Dublin-based InfoMotion Sports Technologies Inc. is taking the tech world by storm with its invention — a huge gamble that’s paying off in awards, limelight and global recognition.
Along with being featured in Popular Science and Time, the company’s product — the 94Fifty Smart Sensor Basketball — was honored at the recent International CES in Las Vegas, the global gathering place for consumer technology. The event has been recognizing achievements in product design and engineering since 1976.
CEO Michael Crowley, who is based in Boston, spoke frankly on the risks that startups take and InfoMotion’s innovative journey over the years.
Three years ago, the company made a bet, which is now paying off. The challenge was how to create an experience for a customer or business partner that would set them apart.
And 94Fifty is a way to concretely show people — customers and business partners — what InfoMotion offers as a tech company.
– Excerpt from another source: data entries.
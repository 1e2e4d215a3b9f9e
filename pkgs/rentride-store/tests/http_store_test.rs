//! HttpConversationStore against a local axum API

use axum::{
    extract::{Path, Query, State},
    http::{HeaderMap, StatusCode},
    routing::{get, post, put},
    Json, Router,
};
use rentride_store::{ConversationStore, HttpConversationStore, NewMessage, Role, StoreError};
use serde_json::{json, Value};
use std::collections::HashMap;
use std::sync::{Arc, Mutex};
use std::time::Duration;

type RequestLog = Arc<Mutex<Vec<String>>>;

fn authorized(headers: &HeaderMap) -> Result<(), (StatusCode, String)> {
    match headers.get("authorization").and_then(|v| v.to_str().ok()) {
        Some("Bearer secret") => Ok(()),
        _ => Err((StatusCode::UNAUTHORIZED, "missing token".to_string())),
    }
}

async fn create_message(
    State(log): State<RequestLog>,
    headers: HeaderMap,
    Json(payload): Json<NewMessage>,
) -> Result<Json<Value>, (StatusCode, String)> {
    authorized(&headers)?;
    log.lock()
        .unwrap()
        .push(format!("post {} {}", payload.receiver_id, payload.body));

    if payload.body == "reject" {
        return Err((StatusCode::INTERNAL_SERVER_ERROR, "db down".to_string()));
    }

    Ok(Json(json!({
        "_id": "m123",
        "senderId": "u1",
        "receiverId": payload.receiver_id,
        "body": payload.body,
        "createdAt": "2024-03-01T10:00:00Z"
    })))
}

async fn conversation(
    headers: HeaderMap,
    Path(peer_id): Path<String>,
) -> Result<Json<Value>, (StatusCode, String)> {
    authorized(&headers)?;
    Ok(Json(json!([
        {"_id": "m1", "senderId": peer_id, "receiverId": "u1", "body": "hello", "createdAt": "2024-03-01T09:00:00Z", "isRead": true},
        {"_id": "m2", "senderId": "u1", "receiverId": peer_id, "body": "hi", "createdAt": "2024-03-01T09:01:00Z"}
    ])))
}

async fn mark_read(
    State(log): State<RequestLog>,
    headers: HeaderMap,
    Path(peer_id): Path<String>,
) -> Result<StatusCode, (StatusCode, String)> {
    authorized(&headers)?;
    log.lock().unwrap().push(format!("read {peer_id}"));
    Ok(StatusCode::NO_CONTENT)
}

async fn unread(headers: HeaderMap) -> Result<Json<Value>, (StatusCode, String)> {
    authorized(&headers)?;
    Ok(Json(json!({"count": 3})))
}

async fn directory(
    headers: HeaderMap,
    Query(query): Query<HashMap<String, String>>,
) -> Result<Json<Value>, (StatusCode, String)> {
    authorized(&headers)?;
    match query.get("role").map(String::as_str) {
        Some("admin") => Ok(Json(json!([
            {"_id": "a1", "name": "Support Desk", "role": "admin"}
        ]))),
        Some("host") => Ok(Json(json!([]))),
        _ => Err((StatusCode::BAD_REQUEST, "unknown role".to_string())),
    }
}

async fn spawn_api() -> (String, RequestLog) {
    let log: RequestLog = Arc::new(Mutex::new(Vec::new()));
    let app = Router::new()
        .route("/api/messages", post(create_message))
        .route("/api/conversations/{peer_id}", get(conversation))
        .route("/api/conversations/{peer_id}/read", put(mark_read))
        .route("/api/unread/count", get(unread))
        .route("/api/directory", get(directory))
        .with_state(log.clone());

    let listener = tokio::net::TcpListener::bind("127.0.0.1:0").await.unwrap();
    let addr = listener.local_addr().unwrap();
    tokio::spawn(async move {
        axum::serve(listener, app).await.unwrap();
    });

    (format!("http://{addr}/api"), log)
}

fn client(base: &str, token: &str) -> HttpConversationStore {
    HttpConversationStore::new(base, token, Duration::from_secs(5)).unwrap()
}

#[tokio::test]
async fn test_send_message_returns_canonical_record() {
    let (base, log) = spawn_api().await;
    let store = client(&base, "secret");

    let message = store.send_message("h1", "hi").await.unwrap();

    assert_eq!(message.id, "m123");
    assert_eq!(message.receiver_id, "h1");
    assert_eq!(message.body, "hi");
    assert!(!message.read);
    assert_eq!(*log.lock().unwrap(), vec!["post h1 hi".to_string()]);
}

#[tokio::test]
async fn test_rejected_send_surfaces_status() {
    let (base, _log) = spawn_api().await;
    let store = client(&base, "secret");

    let err = store.send_message("h1", "reject").await.unwrap_err();
    match err {
        StoreError::Status { status, message } => {
            assert_eq!(status, 500);
            assert_eq!(message, "db down");
        }
        other => panic!("Unexpected error: {:?}", other),
    }
}

#[tokio::test]
async fn test_missing_token_is_unauthorized() {
    let (base, _log) = spawn_api().await;
    let store = client(&base, "wrong");

    let err = store.fetch_conversation("h1").await.unwrap_err();
    assert!(matches!(err, StoreError::Status { status: 401, .. }));
}

#[tokio::test]
async fn test_fetch_conversation_parses_history() {
    let (base, _log) = spawn_api().await;
    let store = client(&base, "secret");

    let history = store.fetch_conversation("h1").await.unwrap();

    assert_eq!(history.len(), 2);
    assert_eq!(history[0].id, "m1");
    assert_eq!(history[0].sender_id, "h1");
    assert!(history[0].read);
    assert_eq!(history[1].body, "hi");
    assert!(history[0].created_at < history[1].created_at);
}

#[tokio::test]
async fn test_mark_read_and_unread_count() {
    let (base, log) = spawn_api().await;
    let store = client(&base, "secret");

    store.mark_read("h1").await.unwrap();
    assert_eq!(store.unread_count().await.unwrap(), 3);
    assert_eq!(*log.lock().unwrap(), vec!["read h1".to_string()]);
}

#[tokio::test]
async fn test_directory_by_role() {
    let (base, _log) = spawn_api().await;
    let store = client(&base, "secret");

    let admins = store.directory(Role::Admin).await.unwrap();
    assert_eq!(admins.len(), 1);
    assert_eq!(admins[0].id, "a1");
    assert_eq!(admins[0].display_name, "Support Desk");

    assert!(store.directory(Role::Host).await.unwrap().is_empty());
    assert!(matches!(
        store.directory(Role::Customer).await,
        Err(StoreError::Status { status: 400, .. })
    ));
}

#[tokio::test]
async fn test_unreachable_api_is_http_error() {
    let listener = tokio::net::TcpListener::bind("127.0.0.1:0").await.unwrap();
    let addr = listener.local_addr().unwrap();
    drop(listener);

    let store = client(&format!("http://{addr}/api"), "secret");
    assert!(matches!(
        store.unread_count().await,
        Err(StoreError::Http(_))
    ));
}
“Most companies would look at it as extremely risky to take on a challenge like that,” he says. “That’s what innovators do — they take on challenges like that all the time. But if you don’t do it right, you can get boxed in almost immediately.”
Crowley feels the corporate world has more access to resources, innovation and people, but its innovation is a much slower moving object.
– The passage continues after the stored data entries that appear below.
use anyhow::Context;
use clap::{Parser, ValueEnum};
use rentride_chat::{
    ChatConfig, ChatEvent, ChatSession, EntryState, Identity, LocalSeq, LogEntry,
};
use rentride_store::{Actor, ConversationStore, MemoryBackend, Role};
use rentride_transport::{memory_pair, ClientFrame, MemoryServer, ServerFrame, TransportChannel};
use std::io::{self, Write};
use std::sync::Arc;
use std::time::Duration;
use tokio::io::{AsyncBufReadExt, BufReader};
use tracing_subscriber::EnvFilter;

#[derive(Clone, Copy, Debug, ValueEnum)]
enum RoleArg {
    Customer,
    Host,
    Admin,
}

impl From<RoleArg> for Role {
    fn from(role: RoleArg) -> Self {
        match role {
            RoleArg::Customer => Role::Customer,
            RoleArg::Host => Role::Host,
            RoleArg::Admin => Role::Admin,
        }
    }
}

#[derive(Parser, Debug)]
#[command(author, version, about = "RentRide chat client", long_about = None)]
struct Args {
    /// Actor id to log in as
    #[arg(short, long, default_value = "u1")]
    actor: String,

    /// Display name
    #[arg(short, long, default_value = "Uma")]
    name: String,

    #[arg(short, long, value_enum, default_value = "customer")]
    role: RoleArg,

    /// Bearer token for the REST API (defaults to RENTRIDE_TOKEN)
    #[arg(short, long)]
    token: Option<String>,

    /// Run against an in-process marketplace instead of a server
    #[arg(long)]
    demo: bool,
}

#[tokio::main]
async fn main() -> anyhow::Result<()> {
    let _ = tracing_subscriber::fmt()
        .with_env_filter(EnvFilter::from_default_env())
        .try_init();

    let args = Args::parse();
    let actor = Actor::new(args.actor.clone(), args.name.clone(), args.role.into());
    let config = ChatConfig::from_env()?;

    let (session, mut events) = if args.demo {
        start_demo(actor, config)?
    } else {
        let token = args
            .token
            .or_else(|| std::env::var("RENTRIDE_TOKEN").ok())
            .context("no token given, pass --token or set RENTRIDE_TOKEN")?;
        ChatSession::login(Identity::new(actor, token), config)?
    };

    println!("Logged in as {} ({})", args.name, args.actor);
    print_help();
    prompt();

    let mut stdin = BufReader::new(tokio::io::stdin());
    let mut line = String::new();

    loop {
        tokio::select! {
            Some(event) = events.recv() => {
                handle_event(&session, event);
            }
            read = stdin.read_line(&mut line) => {
                if read? == 0 {
                    break;
                }
                let input = line.trim().to_string();
                line.clear();

                if input.is_empty() {
                    prompt();
                    continue;
                }
                if let Some(command) = input.strip_prefix('/') {
                    if !handle_command(&session, command).await {
                        break;
                    }
                } else {
                    send_to_active(&session, &input).await;
                }
                prompt();
            }
        }
    }

    session.shutdown().await;
    println!("Bye");
    Ok(())
}

fn prompt() {
    print!("> ");
    let _ = io::stdout().flush();
}

fn print_help() {
    println!("Commands:");
    println!("  /contacts        list who you can chat with");
    println!("  /select <id>     open a conversation");
    println!("  /log             show the open conversation by day");
    println!("  /typing          signal a keystroke to the open conversation");
    println!("  /retry <n>       retry failed message local-<n>");
    println!("  /unread          unread counters");
    println!("  /quit            log out");
    println!("  <text>           send to the open conversation");
}

async fn handle_command(session: &ChatSession, command: &str) -> bool {
    let mut parts = command.splitn(2, ' ');
    let name = parts.next().unwrap_or_default();
    let arg = parts.next().map(str::trim).unwrap_or_default();

    match name {
        "contacts" => {
            let directory = session.resolve_contacts().await;
            if directory.degraded {
                println!("(some contacts could not be loaded)");
            }
            for entry in &directory.entries {
                let marker = if entry.is_placeholder { " *" } else { "" };
                println!(
                    "  {:<10} {:<20} {:?}{}",
                    entry.actor.id, entry.actor.display_name, entry.relationship, marker
                );
            }
        }
        "select" => match session.select_peer(arg).await {
            Ok(outcome) => {
                println!("Opened conversation with {arg}: {outcome:?}");
                print_log(&session.log(arg));
            }
            Err(e) => eprintln!("✗ {e}"),
        },
        "log" => match session.active_peer() {
            Some(peer_id) => {
                for group in session.local_day_groups(&peer_id) {
                    println!("── {} ──", group.date);
                    print_log(&group.entries);
                }
            }
            None => println!("No conversation open"),
        },
        "typing" => session.notify_keystroke(),
        "retry" => match (session.active_peer(), arg.parse::<u64>()) {
            (Some(peer_id), Ok(n)) => match session.retry_message(&peer_id, LocalSeq(n)).await {
                Ok(message) => println!("✓ Delivered as {}", message.id),
                Err(e) => eprintln!("✗ {e}"),
            },
            (None, _) => println!("No conversation open"),
            (_, Err(_)) => println!("Usage: /retry <n>"),
        },
        "unread" => {
            for (peer_id, count) in session.unread_counts() {
                println!("  {peer_id}: {count}");
            }
            match session.server_unread_total().await {
                Ok(total) => println!("  server total: {total}"),
                Err(e) => eprintln!("✗ {e}"),
            }
        }
        "quit" | "exit" => return false,
        "help" => print_help(),
        other => println!("Unknown command: /{other}"),
    }
    true
}

async fn send_to_active(session: &ChatSession, text: &str) {
    let Some(peer_id) = session.active_peer() else {
        println!("Open a conversation first with /select <id>");
        return;
    };
    if let Err(e) = session.send_message(&peer_id, text).await {
        eprintln!("✗ {e}");
    }
}

fn handle_event(session: &ChatSession, event: ChatEvent) {
    match event {
        ChatEvent::EntryAppended { entry, .. } if entry.sender_id != session.actor_id() => {
            println!("\n{}: {}", entry.sender_id, entry.body);
            prompt();
        }
        ChatEvent::EntryFailed { seq, reason, .. } => {
            println!("\n✗ message {seq} failed: {reason} (use /retry {})", seq.0);
            prompt();
        }
        ChatEvent::UnreadChanged { peer_id, unread } if unread > 0 => {
            println!("\n● {peer_id} has {unread} unread");
            prompt();
        }
        ChatEvent::TypingChanged { peer_id, typing } => {
            if typing {
                println!("\n{peer_id} is typing...");
                prompt();
            }
        }
        ChatEvent::TransportStateChanged { state } => {
            println!("\n[push channel {state}]");
            prompt();
        }
        _ => {}
    }
}

fn print_log(entries: &[LogEntry]) {
    for entry in entries {
        let status = match &entry.state {
            EntryState::Pending => " (sending)",
            EntryState::Failed { .. } => " (failed)",
            EntryState::Confirmed | EntryState::Received => "",
        };
        println!(
            "  [{}] {}: {}{}",
            entry.created_at.format("%H:%M"),
            entry.sender_id,
            entry.body,
            status
        );
    }
}

/// Marketplace with one booking, a support admin and an auto-replying server
fn start_demo(
    actor: Actor,
    config: ChatConfig,
) -> anyhow::Result<(ChatSession, tokio::sync::mpsc::UnboundedReceiver<ChatEvent>)> {
    let backend = MemoryBackend::new();
    backend.add_actor(Actor::new("u1", "Uma", Role::Customer));
    backend.add_actor(Actor::new("h1", "Hana", Role::Host));
    backend.add_actor(Actor::new("a1", "Ada", Role::Admin));
    backend.add_actor(actor.clone());
    backend.add_booking("h1", "u1");

    let (connector, server) = memory_pair();
    tokio::spawn(auto_reply(backend.clone(), server));

    let transport = TransportChannel::new(Arc::new(connector), config.transport_config());
    let store = Arc::new(backend.session(&actor.id));
    let session = ChatSession::start(Identity::new(actor, "demo"), config, store, transport)?;
    Ok(session)
}

/// Answer every pushed message on behalf of its receiver
async fn auto_reply(backend: MemoryBackend, mut server: MemoryServer) {
    while let Some(mut end) = server.accept().await {
        while let Some(frame) = end.recv().await {
            let ClientFrame::SendMessage {
                sender_id,
                receiver_id,
                body,
            } = frame
            else {
                continue;
            };

            let _ = end.push(&ServerFrame::UserTyping {
                sender_id: receiver_id.clone(),
            });
            tokio::time::sleep(Duration::from_millis(1200)).await;

            let reply = format!("Thanks, got \"{body}\"");
            match backend
                .session(&receiver_id)
                .send_message(&sender_id, &reply)
                .await
            {
                Ok(message) => {
                    let _ = end.push(&ServerFrame::UserStopTyping {
                        sender_id: receiver_id,
                    });
                    let _ = end.push(&ServerFrame::ReceiveMessage {
                        sender_id: message.sender_id,
                        body: message.body,
                        timestamp: message.created_at,
                    });
                }
                Err(e) => eprintln!("demo server could not reply: {e}"),
            }
        }
    }
}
Looking at companies like InfoMotion and what they are able to do would provide the corporate world with a little perspective. By taking a step back, you should try to focus on and consider the opportunities more than the risks to help grow and improve your products and services.
But I also think startups and innovators can learn a few things from the corporate world — namely discipline.
Crowley briefly talked about the discipline to gather information, look at it from an objective standpoint and then adjusting. And this is an area corporate America knows well.
Discipline is one of the things that startups seem to have to learn, especially in their operations and budgeting.
Discipline and taking risks are two ends of the same spectrum, so I think the best and most successful companies, such as Apple, have the right ability to do both. You don’t want to be too far on one side.